*** Source material

use std::env;

use crate::error::AppError;

pub const DEFAULT_AUDIENCE: &str = "authenticated";

/// Process-level settings read once at startup.
#[derive(Debug, Clone, PartialEq, Eq)]
pub struct ServerConfig {
    pub host: String,
    pub port: u16,
    pub jwt_secret: String,
    pub jwt_audience: String,
    pub cors_origins: Vec<String>,
}

impl ServerConfig {
    pub fn from_env() -> Result<Self, AppError> {
        let host = env::var("BACKEND_HOST").unwrap_or_else(|_| "0.0.0.0".to_string());
        let port = env::var("BACKEND_PORT")
            .unwrap_or_else(|_| "3001".to_string())
            .parse::<u16>()
            .map_err(|_| AppError::config("BACKEND_PORT must be a valid port number"))?;
        let jwt_secret = env::var("BACKEND_JWT_SECRET")
            .map_err(|_| AppError::config("BACKEND_JWT_SECRET must be set"))?;
        let jwt_audience =
            env::var("BACKEND_JWT_AUDIENCE").unwrap_or_else(|_| DEFAULT_AUDIENCE.to_string());
        let cors_origins = parse_origins(&env::var("CORS_ALLOWED_ORIGINS").unwrap_or_default());

        Ok(Self {
            host,
            port,
            jwt_secret,
            jwt_audience,
            cors_origins,
        })
    }
}

/// Comma-separated http(s) origins; empty and "null" entries are ignored.
/// Falls back to localhost when nothing valid is configured.
pub fn parse_origins(raw: &str) -> Vec<String> {
    let origins: Vec<String> = raw
        .split(',')
        .map(str::trim)
        .filter(|s| !s.is_empty() && *s != "null")
        .filter(|s| s.starts_with("http://") || s.starts_with("https://"))
        .map(str::to_string)
        .collect();

    if origins.is_empty() {
        vec![
            "http://localhost:3000".to_string(),
            "http://127.0.0.1:3000".to_string(),
        ]
    } else {
        origins
    }
}
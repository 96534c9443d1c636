//! Team routes. Create and edit replay the payload through the builder in
//! the service, so nothing here re-checks formation rules.

use actix_web::{web, HttpResponse, Result};
use serde::Deserialize;
use uuid::Uuid;

use super::{game_context, parse_id};
use crate::domain::formation::GameMode;
use crate::domain::team::TeamFilter;
use crate::error::AppError;
use crate::errors::ErrorCode;
use crate::extractors::{CurrentUser, MaybeUser, ValidatedJson};
use crate::services::TeamDraft;
use crate::state::app_state::AppState;

#[derive(Debug, Deserialize)]
struct TeamListQuery {
    mode: Option<String>,
    q: Option<String>,
}

#[derive(Debug, Deserialize)]
struct TeamPayload {
    name: String,
    mode: GameMode,
    #[serde(default)]
    front: Vec<Uuid>,
    #[serde(default)]
    back: Vec<Uuid>,
    #[serde(default, alias = "pet_id")]
    companion_id: Option<Uuid>,
}

impl From<TeamPayload> for TeamDraft {
    fn from(p: TeamPayload) -> Self {
        TeamDraft {
            name: p.name,
            mode: p.mode,
            front: p.front,
            back: p.back,
            companion_id: p.companion_id,
        }
    }
}

fn parse_filter(query: TeamListQuery) -> Result<TeamFilter, AppError> {
    let mode = match query.mode.as_deref() {
        None | Some("") | Some("all") => None,
        Some(raw) => Some(
            raw.parse::<GameMode>()
                .map_err(|e| AppError::bad_request(ErrorCode::BadRequest, e))?,
        ),
    };
    Ok(TeamFilter {
        mode,
        query: query.q,
    })
}

/// GET /api/games/{game_id}/teams?mode=&q=
async fn list_teams(
    path: web::Path<String>,
    query: web::Query<TeamListQuery>,
    app_state: web::Data<AppState>,
) -> Result<HttpResponse, AppError> {
    let ctx = game_context(&app_state, &path).await?;
    let filter = parse_filter(query.into_inner())?;
    let teams = app_state.teams.list(&ctx, &filter).await?;
    Ok(HttpResponse::Ok().json(teams))
}

/// GET /api/games/{game_id}/teams/{team_id}
async fn get_team(
    path: web::Path<(String, String)>,
    app_state: web::Data<AppState>,
) -> Result<HttpResponse, AppError> {
    let (game_id, team_id) = path.into_inner();
    let ctx = game_context(&app_state, &game_id).await?;
    let team_id = parse_id(&team_id, "team")?;
    let detail = app_state.teams.detail(&ctx, team_id).await?;
    Ok(HttpResponse::Ok().json(detail))
}

/// POST /api/games/{game_id}/teams
///
/// Anonymous callers get through extraction so the builder can report
/// `AuthenticationRequired` after validating the draft.
async fn create_team(
    path: web::Path<String>,
    user: MaybeUser,
    body: ValidatedJson<TeamPayload>,
    app_state: web::Data<AppState>,
) -> Result<HttpResponse, AppError> {
    let ctx = game_context(&app_state, &path).await?;
    let owner = user.0.as_ref().map(CurrentUser::owner);
    let draft = TeamDraft::from(body.into_inner());
    let team = app_state.teams.create(&ctx, owner.as_ref(), &draft).await?;
    Ok(HttpResponse::Created().json(team))
}

/// PUT /api/games/{game_id}/teams/{team_id}
async fn update_team(
    path: web::Path<(String, String)>,
    user: CurrentUser,
    body: ValidatedJson<TeamPayload>,
    app_state: web::Data<AppState>,
) -> Result<HttpResponse, AppError> {
    let (game_id, team_id) = path.into_inner();
    let ctx = game_context(&app_state, &game_id).await?;
    let team_id = parse_id(&team_id, "team")?;
    let owner = user.owner();
    let draft = TeamDraft::from(body.into_inner());
    let team = app_state
        .teams
        .update(&ctx, Some(&owner), team_id, &draft)
        .await?;
    Ok(HttpResponse::Ok().json(team))
}

/// DELETE /api/games/{game_id}/teams/{team_id}
async fn delete_team(
    path: web::Path<(String, String)>,
    user: CurrentUser,
    app_state: web::Data<AppState>,
) -> Result<HttpResponse, AppError> {
    let (game_id, team_id) = path.into_inner();
    let ctx = game_context(&app_state, &game_id).await?;
    let team_id = parse_id(&team_id, "team")?;
    app_state.teams.delete(&ctx, user.user_id, team_id).await?;
    Ok(HttpResponse::NoContent().finish())
}

pub fn configure_routes(cfg: &mut web::ServiceConfig) {
    cfg.service(
        web::resource("/{game_id}/teams")
            .route(web::get().to(list_teams))
            .route(web::post().to(create_team)),
    );
    cfg.service(
        web::resource("/{game_id}/teams/{team_id}")
            .route(web::get().to(get_team))
            .route(web::put().to(update_team))
            .route(web::delete().to(delete_team)),
    );
}
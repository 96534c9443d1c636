//! Team list, detail and the save flows.
//!
//! Every create or edit request is replayed through a [`TeamBuilder`], so the
//! formation rules hold for HTTP clients exactly as they do for an
//! interactive session.

use std::collections::HashSet;
use std::sync::Arc;

use serde::Serialize;
use time::OffsetDateTime;
use tracing::{debug, error, info, warn};
use uuid::Uuid;

use super::games::GameContext;
use crate::domain::builder::TeamBuilder;
use crate::domain::discussion::Thread;
use crate::domain::formation::{FormationError, GameMode, Row, UnitId};
use crate::domain::schema_router::{EntityKind, TableName};
use crate::domain::team::{filter_teams, NewTeam, Owner, Team, TeamFilter};
use crate::domain::units::{resolve_formation, SlotView};
use crate::errors::domain::{DomainError, ForbiddenKind, NotFoundKind, ValidationKind};
use crate::repos::{AdminRepo, CommentRepo, TeamRepo, UnitRepo};

/// A submitted team, as the client arranged it.
#[derive(Debug, Clone)]
pub struct TeamDraft {
    pub name: String,
    pub mode: GameMode,
    pub front: Vec<UnitId>,
    pub back: Vec<UnitId>,
    pub companion_id: Option<UnitId>,
}

/// A team with its slots resolved against the current roster.
#[derive(Debug, Clone, Serialize)]
pub struct TeamDetail {
    #[serde(flatten)]
    pub team: Team,
    pub front: Vec<SlotView>,
    pub back: Vec<SlotView>,
    pub companion: Option<SlotView>,
}

pub struct TeamService {
    teams: Arc<dyn TeamRepo>,
    units: Arc<dyn UnitRepo>,
    admins: Arc<dyn AdminRepo>,
    comments: Arc<dyn CommentRepo>,
}

fn team_not_found(team_id: Uuid) -> DomainError {
    DomainError::not_found(NotFoundKind::Team, format!("Team {team_id} not found"))
}

/// Apply a draft on top of an open session.
///
/// The formation is cleared first so an edit replaces the stored arrangement
/// instead of appending to it. The mode switch happens on the empty
/// formation and therefore always succeeds.
fn replay(builder: &mut TeamBuilder, draft: &TeamDraft) -> Result<(), FormationError> {
    builder.clear_formation()?;
    builder.set_mode(draft.mode)?;
    builder.set_name(draft.name.as_str())?;
    for id in &draft.front {
        builder.add_unit(*id, Row::Front)?;
    }
    for id in &draft.back {
        builder.add_unit(*id, Row::Back)?;
    }
    builder.select_companion(draft.companion_id)
}

impl TeamService {
    pub fn new(
        teams: Arc<dyn TeamRepo>,
        units: Arc<dyn UnitRepo>,
        admins: Arc<dyn AdminRepo>,
        comments: Arc<dyn CommentRepo>,
    ) -> Self {
        Self {
            teams,
            units,
            admins,
            comments,
        }
    }

    /// Teams for this game, newest first.
    pub async fn list(
        &self,
        ctx: &GameContext,
        filter: &TeamFilter,
    ) -> Result<Vec<Team>, DomainError> {
        let table = ctx.routes.require_table(EntityKind::Teams)?;
        let teams = self.teams.list_teams(table, ctx.game_id()).await?;
        Ok(filter_teams(teams, filter))
    }

    async fn load_team(
        &self,
        ctx: &GameContext,
        table: &TableName,
        team_id: Uuid,
    ) -> Result<Team, DomainError> {
        self.teams
            .find_team(table, team_id)
            .await?
            .filter(|t| t.game_id == ctx.game_id())
            .ok_or_else(|| team_not_found(team_id))
    }

    pub async fn detail(
        &self,
        ctx: &GameContext,
        team_id: Uuid,
    ) -> Result<TeamDetail, DomainError> {
        let table = ctx.routes.require_table(EntityKind::Teams)?;
        let team = self.load_team(ctx, table, team_id).await?;

        let roster = match ctx.routes.resolve_table(EntityKind::Characters) {
            Some(characters) => self.units.list_units(characters, ctx.game_id()).await?,
            None => Vec::new(),
        };
        let view = resolve_formation(&team.formation, &roster);

        let companion = match team.companion_id {
            Some(pet_id) => Some(self.companion_slot(ctx, &team, pet_id).await?),
            None => None,
        };

        Ok(TeamDetail {
            team,
            front: view.front,
            back: view.back,
            companion,
        })
    }

    /// Live pet record when available, else the image snapshot taken at save.
    async fn companion_slot(
        &self,
        ctx: &GameContext,
        team: &Team,
        pet_id: UnitId,
    ) -> Result<SlotView, DomainError> {
        let live = match ctx.routes.resolve_table(EntityKind::Pets) {
            Some(pets) => self
                .units
                .find_unit(pets, pet_id)
                .await?
                .filter(|p| p.game_id == ctx.game_id()),
            None => None,
        };
        Ok(match live {
            Some(pet) => SlotView {
                unit_id: pet_id,
                name: Some(pet.name),
                image_url: pet.image_url,
            },
            None => SlotView {
                unit_id: pet_id,
                name: None,
                image_url: team.companion_image_url.clone(),
            },
        })
    }

    /// Every placed unit must be one of this game's characters and the
    /// companion one of its pets. Returns the companion's image snapshot.
    async fn check_roster(
        &self,
        ctx: &GameContext,
        new_team: &NewTeam,
    ) -> Result<Option<String>, DomainError> {
        let characters = ctx.routes.require_table(EntityKind::Characters)?;
        let roster: HashSet<UnitId> = self
            .units
            .list_units(characters, ctx.game_id())
            .await?
            .into_iter()
            .map(|u| u.id)
            .collect();

        if let Some(unknown) = new_team.formation.unit_ids().find(|id| !roster.contains(id)) {
            return Err(DomainError::validation(
                ValidationKind::UnknownUnit,
                format!("unit {unknown} is not a character of this game"),
            ));
        }

        let Some(pet_id) = new_team.companion_id else {
            return Ok(None);
        };
        let pets = ctx.routes.require_table(EntityKind::Pets)?;
        match self.units.find_unit(pets, pet_id).await? {
            Some(pet) if pet.game_id == ctx.game_id() => Ok(pet.image_url),
            _ => Err(DomainError::validation(
                ValidationKind::UnknownUnit,
                format!("companion {pet_id} is not a pet of this game"),
            )),
        }
    }

    /// Validate, check the roster and prepare the row. On a roster failure
    /// the session is abandoned.
    async fn prepare(
        &self,
        ctx: &GameContext,
        builder: &mut TeamBuilder,
        owner: Option<&Owner>,
    ) -> Result<NewTeam, DomainError> {
        let mut new_team = builder.begin_commit(owner)?;
        match self.check_roster(ctx, &new_team).await {
            Ok(snapshot) => {
                new_team.companion_image_url = snapshot;
                Ok(new_team)
            }
            Err(e) => {
                builder.abandon();
                Err(e)
            }
        }
    }

    pub async fn create(
        &self,
        ctx: &GameContext,
        owner: Option<&Owner>,
        draft: &TeamDraft,
    ) -> Result<Team, DomainError> {
        let table = ctx.routes.require_table(EntityKind::Teams)?;

        let mut builder = TeamBuilder::new(ctx.game_id(), draft.mode);
        replay(&mut builder, draft)?;
        let new_team = self.prepare(ctx, &mut builder, owner).await?;

        let outcome = self.teams.insert_team(table, &new_team).await.map_err(|e| {
            error!(game_id = %ctx.game_id(), table = %table, error = %e, "team insert failed");
            e.to_string()
        });
        let team_id = builder.finish_commit(outcome)?;

        info!(game_id = %ctx.game_id(), team_id = %team_id, mode = %new_team.mode, "team created");
        Ok(Team {
            id: team_id,
            game_id: new_team.game_id,
            name: new_team.name,
            mode: new_team.mode,
            owner_id: new_team.owner_id,
            owner_name: new_team.owner_name,
            formation: new_team.formation,
            companion_id: new_team.companion_id,
            companion_image_url: new_team.companion_image_url,
            created_at: OffsetDateTime::now_utc(),
        })
    }

    /// Owner-only edit. The builder is reloaded from the stored team and the
    /// draft applied on top.
    pub async fn update(
        &self,
        ctx: &GameContext,
        owner: Option<&Owner>,
        team_id: Uuid,
        draft: &TeamDraft,
    ) -> Result<Team, DomainError> {
        let owner = owner.ok_or(FormationError::AuthenticationRequired)?;
        let table = ctx.routes.require_table(EntityKind::Teams)?;
        let stored = self.load_team(ctx, table, team_id).await?;
        if stored.owner_id != owner.user_id {
            warn!(team_id = %team_id, user_id = %owner.user_id, "edit refused for non-owner");
            return Err(DomainError::forbidden(
                ForbiddenKind::NotOwner,
                "Only the team owner can edit this team",
            ));
        }

        let mut builder = TeamBuilder::from_team(&stored);
        replay(&mut builder, draft)?;
        let new_team = self.prepare(ctx, &mut builder, Some(owner)).await?;

        let outcome = match self.teams.update_team(table, team_id, &new_team).await {
            Ok(true) => Ok(team_id),
            Ok(false) => {
                builder.abandon();
                return Err(team_not_found(team_id));
            }
            Err(e) => {
                error!(
                    game_id = %ctx.game_id(),
                    team_id = %team_id,
                    error = %e,
                    "team update failed"
                );
                Err(e.to_string())
            }
        };
        builder.finish_commit(outcome)?;

        debug!(team_id = %team_id, "team updated");
        Ok(Team {
            name: new_team.name,
            mode: new_team.mode,
            formation: new_team.formation,
            companion_id: new_team.companion_id,
            companion_image_url: new_team.companion_image_url,
            ..stored
        })
    }

    /// Owners delete their own teams; admins may delete any.
    pub async fn delete(
        &self,
        ctx: &GameContext,
        user_id: Uuid,
        team_id: Uuid,
    ) -> Result<(), DomainError> {
        let table = ctx.routes.require_table(EntityKind::Teams)?;
        let stored = self.load_team(ctx, table, team_id).await?;
        if stored.owner_id != user_id && !self.admins.is_admin(user_id).await? {
            return Err(DomainError::forbidden(
                ForbiddenKind::NotOwner,
                "Only the team owner or an admin can delete this team",
            ));
        }

        if !self.teams.delete_team(table, team_id).await? {
            return Err(team_not_found(team_id));
        }
        let comments = self.comments.delete_thread(Thread::team(team_id)).await?;
        info!(
            game_id = %ctx.game_id(),
            team_id = %team_id,
            by = %user_id,
            comments,
            "team deleted"
        );
        Ok(())
    }
}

******

Transcribe, exactly and without additions, the lines of the records above, beginning with the line that contains "the builder in" and ending with the line that contains "raw.parse::<GameMode>()", both included.

## Answer section
//! Team routes. Create and edit replay the payload through the builder in
//! the service, so nothing here re-checks formation rules.

use actix_web::{web, HttpResponse, Result};
use serde::Deserialize;
use uuid::Uuid;

use super::{game_context, parse_id};
use crate::domain::formation::GameMode;
use crate::domain::team::TeamFilter;
use crate::error::AppError;
use crate::errors::ErrorCode;
use crate::extractors::{CurrentUser, MaybeUser, ValidatedJson};
use crate::services::TeamDraft;
use crate::state::app_state::AppState;

#[derive(Debug, Deserialize)]
struct TeamListQuery {
    mode: Option<String>,
    q: Option<String>,
}

#[derive(Debug, Deserialize)]
struct TeamPayload {
    name: String,
    mode: GameMode,
    #[serde(default)]
    front: Vec<Uuid>,
    #[serde(default)]
    back: Vec<Uuid>,
    #[serde(default, alias = "pet_id")]
    companion_id: Option<Uuid>,
}

impl From<TeamPayload> for TeamDraft {
    fn from(p: TeamPayload) -> Self {
        TeamDraft {
            name: p.name,
            mode: p.mode,
            front: p.front,
            back: p.back,
            companion_id: p.companion_id,
        }
    }
}

fn parse_filter(query: TeamListQuery) -> Result<TeamFilter, AppError> {
    let mode = match query.mode.as_deref() {
        None | Some("") | Some("all") => None,
        Some(raw) => Some(
            raw.parse::<GameMode>()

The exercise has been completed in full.